The Apostolic Tradition never took hold in Rome, probably because of the influential status of wealthy Roman widows whom Callistus supported when they chose to marry a Christian man who was below their social status.  (One of three things Hippolytus opposed Callistus about) Interestingly, a fresco dating to Hippolytus' time, in the catacombs of Priscilla in Rome, shows women participating in and presiding at a Eucharistic meal as these were understood at the time. (the catacombs themselves being the gift of a wealthy Roman woman)

3. Re. Synod of Laodicea;  Take a look at Colossians 4:15  “Give greetings to the sisters and brothers in Laodicea and to Nympha and to the church in her house”  Is it too difficult to imagine that Laodicea had a long tradition of women leading house churches and officiating at the altars dating back to the time of Nympha? Epigraphical and archaeological scholars believe this council ruling gives evidence that:

a. orthodox women were leading Christian communities in the mainstream church
b. they were denied leadership because of their gender, not because of their beliefs.

All of which is to provide some historical background as we continue the sad institutional suppression of women’s leadership in the church even to the present day.

Kate Meghan
13 years 7 months ago
I agree with many of the other posters.  It is so sad for the Church to come down so hard on people like Fr. Bourgeois and Dr. Johnson for following the Spirit and their own consciouses.  Meanwhile, priests who abuse children are kept in the church and supported.  I just read last week of an NY Jesuit who received a Jesuit funeral and burial despite being removed from ministry nearly 10 years ago.  Where are the priorities in the Church?  It is so sad!
deborah rose-milavec
13 years 7 months ago

I take issue with the editors' bias - that Fr. Roy Bourgeois might have received advice from spiritual giants to remain silent on one issue while advising him to continue to speak out on others (more important - less controversial with hierarchal authorities?).  It reflects the views of the writers rather than some rigid, robot exercise of conscience by Fr. Roy.  One thing Fr. Roy shares with those giants is courage, a virtue in short supply these days on too many fronts in Church leadership.   In the initial stages of the  US Bishops' attack Sr. Elizabeth Johnson's critically important work, she has the support of her community and her institution.  Thus her response is fitting for the moment, although as things evolve, we may see Sr. Johnson take up a different strategy.    In these matters of faith, conscience and strategy, I would have preferred that the editors reflect directly on their own views of the issues rather than casting them through two very important and future-oriented leaders who are under attack. 

13 years 7 months ago
You quote “Christ, who is our master and Lord, and at the same time is meek and humble of heart, acted patiently in attracting and inviting his disciples.”

But it was his uncompromising integrity that led him to the cross....and that was ultimately vindicated by the resurrection. 
Aaron Milavec
13 years 7 months ago

Dear Jesuit Supporters of Fr. Roy Bourgeois,

In the Roman Catholic Church, the Congregation for the Doctrine of the Faith in Rome (abbreviation: CDF) has been entrusted with responsibility for clarifying disputed matters of belief in the Catholic Church. The CDF has consistently opposed women’s ordination. Moreover, Cardinal Joseph Ratzinger, the man who headed the CDF for two decades is now currently Pope Benedict XVI.
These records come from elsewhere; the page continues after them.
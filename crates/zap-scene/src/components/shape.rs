//! Immediate-style debug geometry: lines, rectangles, polygons and circles.

use std::any::Any;
use std::f32::consts::TAU;

use glam::{Mat4, Vec2, Vec3, Vec4};

use super::drawable::{upload_mesh, DrawContext, Drawable};
use crate::core::color::Color;
use crate::core::geometry::{Aabb, Rect};
use crate::renderer::traits::{BlendMode, DrawMode, MeshBufferHandle};
use crate::renderer::vertex::Vertex;
use crate::resources::SHADER_COLOR;

#[derive(Debug)]
struct ShapeCommand {
    mode: DrawMode,
    indices: Vec<u16>,
    vertices: Vec<Vertex>,
    buffer: Option<MeshBufferHandle>,
}

impl ShapeCommand {
    fn new(mode: DrawMode) -> Self {
        Self {
            mode,
            indices: Vec::new(),
            vertices: Vec::new(),
            buffer: None,
        }
    }

    fn push(&mut self, position: Vec2, color: Color) {
        self.vertices
            .push(Vertex::new(position.extend(0.0), color, Vec2::ZERO, Vec3::new(0.0, 0.0, -1.0)));
    }
}

/// Colored geometry built from draw commands; vertex colors carry the
/// per-shape color and the node tint is applied on top.
#[derive(Debug)]
pub struct ShapeRenderer {
    commands: Vec<ShapeCommand>,
    bounding_box: Aabb,
    pub blend_mode: BlendMode,
}

impl Default for ShapeRenderer {
    fn default() -> Self {
        Self {
            commands: Vec::new(),
            bounding_box: Aabb::EMPTY,
            blend_mode: BlendMode::Alpha,
        }
    }
}

impl ShapeRenderer {
    pub fn new() -> Self {
        Self::default()
    }

    pub fn clear(&mut self) {
        self.commands.clear();
        self.bounding_box.reset();
    }

    pub fn command_count(&self) -> usize {
        self.commands.len()
    }

    fn commit(&mut self, command: ShapeCommand) {
        for v in &command.vertices {
            self.bounding_box.insert_point(v.position());
        }
        self.commands.push(command);
    }

    /// Hairline when `thickness` is zero, otherwise a quad along the segment.
    pub fn line(&mut self, start: Vec2, finish: Vec2, color: Color, thickness: f32) {
        let thickness = thickness.max(0.0);
        if thickness == 0.0 {
            let mut command = ShapeCommand::new(DrawMode::LineList);
            command.push(start, color);
            command.push(finish, color);
            command.indices.extend_from_slice(&[0, 1]);
            self.commit(command);
            return;
        }

        let tangent = (finish - start).normalize_or_zero();
        let normal = tangent.perp();
        let half = thickness / 2.0;
        let mut command = ShapeCommand::new(DrawMode::TriangleList);
        command.push(start - tangent * half - normal * half, color);
        command.push(finish + tangent * half - normal * half, color);
        command.push(start - tangent * half + normal * half, color);
        command.push(finish + tangent * half + normal * half, color);
        command.indices.extend_from_slice(&[0, 1, 2, 1, 3, 2]);
        self.commit(command);
    }

    pub fn rectangle(&mut self, rect: Rect, color: Color, fill: bool, thickness: f32) {
        let corners = [
            Vec2::new(rect.left(), rect.bottom()),
            Vec2::new(rect.right(), rect.bottom()),
            Vec2::new(rect.right(), rect.top()),
            Vec2::new(rect.left(), rect.top()),
        ];
        if fill {
            let mut command = ShapeCommand::new(DrawMode::TriangleList);
            for corner in corners {
                command.push(corner, color);
            }
            command.indices.extend_from_slice(&[0, 1, 3, 1, 2, 3]);
            self.commit(command);
            return;
        }

        let thickness = thickness.max(0.0);
        if thickness == 0.0 {
            let mut command = ShapeCommand::new(DrawMode::LineStrip);
            for corner in corners {
                command.push(corner, color);
            }
            command.indices.extend_from_slice(&[0, 1, 2, 3, 0]);
            self.commit(command);
            return;
        }

        // outer/inner vertex pair per corner, then two triangles per side
        let half = thickness / 2.0;
        let outward = [
            Vec2::new(-1.0, -1.0),
            Vec2::new(1.0, -1.0),
            Vec2::new(1.0, 1.0),
            Vec2::new(-1.0, 1.0),
        ];
        let mut command = ShapeCommand::new(DrawMode::TriangleList);
        for (corner, out) in corners.iter().zip(outward) {
            command.push(*corner + out * half, color);
            command.push(*corner - out * half, color);
        }
        for side in 0..4u16 {
            let a = side * 2;
            let b = (side * 2 + 2) % 8;
            command
                .indices
                .extend_from_slice(&[a, b, a + 1, b, b + 1, a + 1]);
        }
        self.commit(command);
    }

    /// Convex polygon; filled as a fan or outlined as a closed strip.
    pub fn polygon(&mut self, edges: &[Vec2], color: Color, fill: bool) {
        if edges.len() < 3 {
            log::warn!("polygon needs at least 3 points, got {}", edges.len());
            return;
        }
        let mode = if fill { DrawMode::TriangleList } else { DrawMode::LineStrip };
        let mut command = ShapeCommand::new(mode);
        for &edge in edges {
            command.push(edge, color);
        }
        let count = edges.len() as u16;
        if fill {
            for i in 1..count - 1 {
                command.indices.extend_from_slice(&[0, i, i + 1]);
            }
        } else {
            command.indices.extend(0..count);
            command.indices.push(0);
        }
        self.commit(command);
    }

    pub fn circle(&mut self, center: Vec2, radius: f32, color: Color, fill: bool, segments: u16, thickness: f32) {
        let segments = segments.max(3);
        let point = |i: u16, r: f32| {
            let angle = f32::from(i) * TAU / f32::from(segments);
            center + Vec2::new(angle.cos(), angle.sin()) * r
        };

        if fill {
            let mut command = ShapeCommand::new(DrawMode::TriangleList);
            command.push(center, color);
            for i in 0..segments {
                command.push(point(i, radius), color);
            }
            for i in 0..segments {
                command.indices.extend_from_slice(&[0, i + 1, (i + 1) % segments + 1]);
            }
            self.commit(command);
            return;
        }

        let thickness = thickness.max(0.0);
        if thickness == 0.0 {
            let mut command = ShapeCommand::new(DrawMode::LineStrip);
            for i in 0..segments {
                command.push(point(i, radius), color);
            }
            command.indices.extend(0..segments);
            command.indices.push(0);
            self.commit(command);
            return;
        }

        let half = thickness / 2.0;
        let mut command = ShapeCommand::new(DrawMode::TriangleList);
        for i in 0..segments {
            command.push(point(i, radius - half), color);
            command.push(point(i, radius + half), color);
        }
        for i in 0..segments {
            let a = i * 2;
            let b = (i + 1) % segments * 2;
            command
                .indices
                .extend_from_slice(&[a, a + 1, b + 1, b + 1, b, a]);
        }
        self.commit(command);
    }
}

impl Drawable for ShapeRenderer {
    fn bounding_box(&self) -> Aabb {
        self.bounding_box
    }

    fn draw(&mut self, ctx: &mut DrawContext<'_>, transform: &Mat4, tint: Vec4) {
        if self.commands.is_empty() {
            return;
        }
        ctx.activate_shader(SHADER_COLOR);
        ctx.renderer.activate_blend_mode(self.blend_mode);
        ctx.renderer.activate_texture(None, 0);
        let mvp = ctx.model_view_projection(transform);
        ctx.renderer.set_uniforms(&mvp, tint);

        for command in &mut self.commands {
            let buffer = *command
                .buffer
                .get_or_insert_with(|| upload_mesh(&mut *ctx.renderer, &command.indices, &command.vertices));
            ctx.renderer
                .draw_mesh_buffer(buffer, command.indices.len() as u32, command.mode);
        }
    }

    fn as_any(&self) -> &dyn Any {
        self
    }

    fn as_any_mut(&mut self) -> &mut dyn Any {
        self
    }
}

#[cfg(test)]
mod tests {
    use super::*;
    use crate::renderer::headless::HeadlessRenderer;

    fn draw(shape: &mut ShapeRenderer) -> HeadlessRenderer {
        let mut renderer = HeadlessRenderer::new();
        {
            let mut ctx = DrawContext::new(&mut renderer, None, Mat4::IDENTITY);
            shape.draw(&mut ctx, &Mat4::IDENTITY, Vec4::ONE);
        }
        renderer
    }

    #[test]
    fn hairline_is_line_list() {
        let mut shape = ShapeRenderer::new();
        shape.line(Vec2::ZERO, Vec2::new(10.0, 0.0), Color::RED, 0.0);
        let renderer = draw(&mut shape);
        assert_eq!(renderer.draw_calls.len(), 1);
        assert_eq!(renderer.draw_calls[0].mode, DrawMode::LineList);
        assert_eq!(renderer.draw_calls[0].index_count, 2);
    }

    #[test]
    fn thick_line_bounds_include_caps() {
        let mut shape = ShapeRenderer::new();
        shape.line(Vec2::ZERO, Vec2::new(10.0, 0.0), Color::WHITE, 2.0);
        let bounds = shape.bounding_box();
        assert!((bounds.min.x + 1.0).abs() < 1e-6);
        assert!((bounds.max.x - 11.0).abs() < 1e-6);
        assert!((bounds.max.y - 1.0).abs() < 1e-6);
    }

    #[test]
    fn rectangle_variants() {
        let mut shape = ShapeRenderer::new();
        let rect = Rect::new(0.0, 0.0, 4.0, 2.0);
        shape.rectangle(rect, Color::WHITE, true, 0.0);
        shape.rectangle(rect, Color::WHITE, false, 0.0);
        shape.rectangle(rect, Color::WHITE, false, 1.0);
        let renderer = draw(&mut shape);
        let counts: Vec<u32> = renderer.draw_calls.iter().map(|c| c.index_count).collect();
        assert_eq!(counts, vec![6, 5, 24]);
        assert_eq!(renderer.rejected_draws, 0);
    }

    #[test]
    fn polygon_fan_and_outline() {
        let mut shape = ShapeRenderer::new();
        let square = [Vec2::ZERO, Vec2::X, Vec2::ONE, Vec2::Y];
        shape.polygon(&square, Color::WHITE, true);
        shape.polygon(&square, Color::WHITE, false);
        shape.polygon(&square[..2], Color::WHITE, true);
        assert_eq!(shape.command_count(), 2);
        let renderer = draw(&mut shape);
        assert_eq!(renderer.draw_calls[0].index_count, 6);
        assert_eq!(renderer.draw_calls[1].index_count, 5);
    }

    #[test]
    fn circle_bounds_and_clear() {
        let mut shape = ShapeRenderer::new();
        shape.circle(Vec2::new(5.0, 5.0), 2.0, Color::WHITE, true, 16, 0.0);
        let bounds = shape.bounding_box();
        assert!((bounds.max.x - 7.0).abs() < 1e-5);
        assert!((bounds.min.y - 3.0).abs() < 1e-5);

        shape.clear();
        assert!(shape.bounding_box().is_empty());
        assert!(draw(&mut shape).draw_calls.is_empty());
    }

    #[test]
    fn buffers_upload_once() {
        let mut shape = ShapeRenderer::new();
        shape.circle(Vec2::ZERO, 1.0, Color::WHITE, false, 8, 0.5);
        let mut renderer = HeadlessRenderer::new();
        let mut ctx = DrawContext::new(&mut renderer, None, Mat4::IDENTITY);
        shape.draw(&mut ctx, &Mat4::IDENTITY, Vec4::ONE);
        let first = shape.commands[0].buffer;
        shape.draw(&mut ctx, &Mat4::IDENTITY, Vec4::ONE);
        assert_eq!(shape.commands[0].buffer, first);
    }
}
The CDF's scriptural arguments have been formally expressed in two key documents: On the Question of the Admission of Women to the Ministerial Priesthood, known by its Latin title as Inter Insigniores (15 October 1976) and a companion text, the Commentary  on Inter Insigniores (27 January 1977) which treats the arguments of  Inter Insigniores within an ecumenical backdrop.

Roughly four out of five Catholic theologians who have published their evaluations of these documents have found the CDF reports to be seriously flawed both in their methodology and in their use of Scriptures.

So what should normally happen in a situation like this? The CDF documents should be evaluated and revised by a credible international group of Catholic theologians. Honest evaluation and polite criticism should circulate on all sides among bishops, pastors, and theologians. Feedback loops should be set up. Conferences should be held offering persons on all sides the possibilities to present scriptural, theological, and pastoral arguments on all aspects of the issue.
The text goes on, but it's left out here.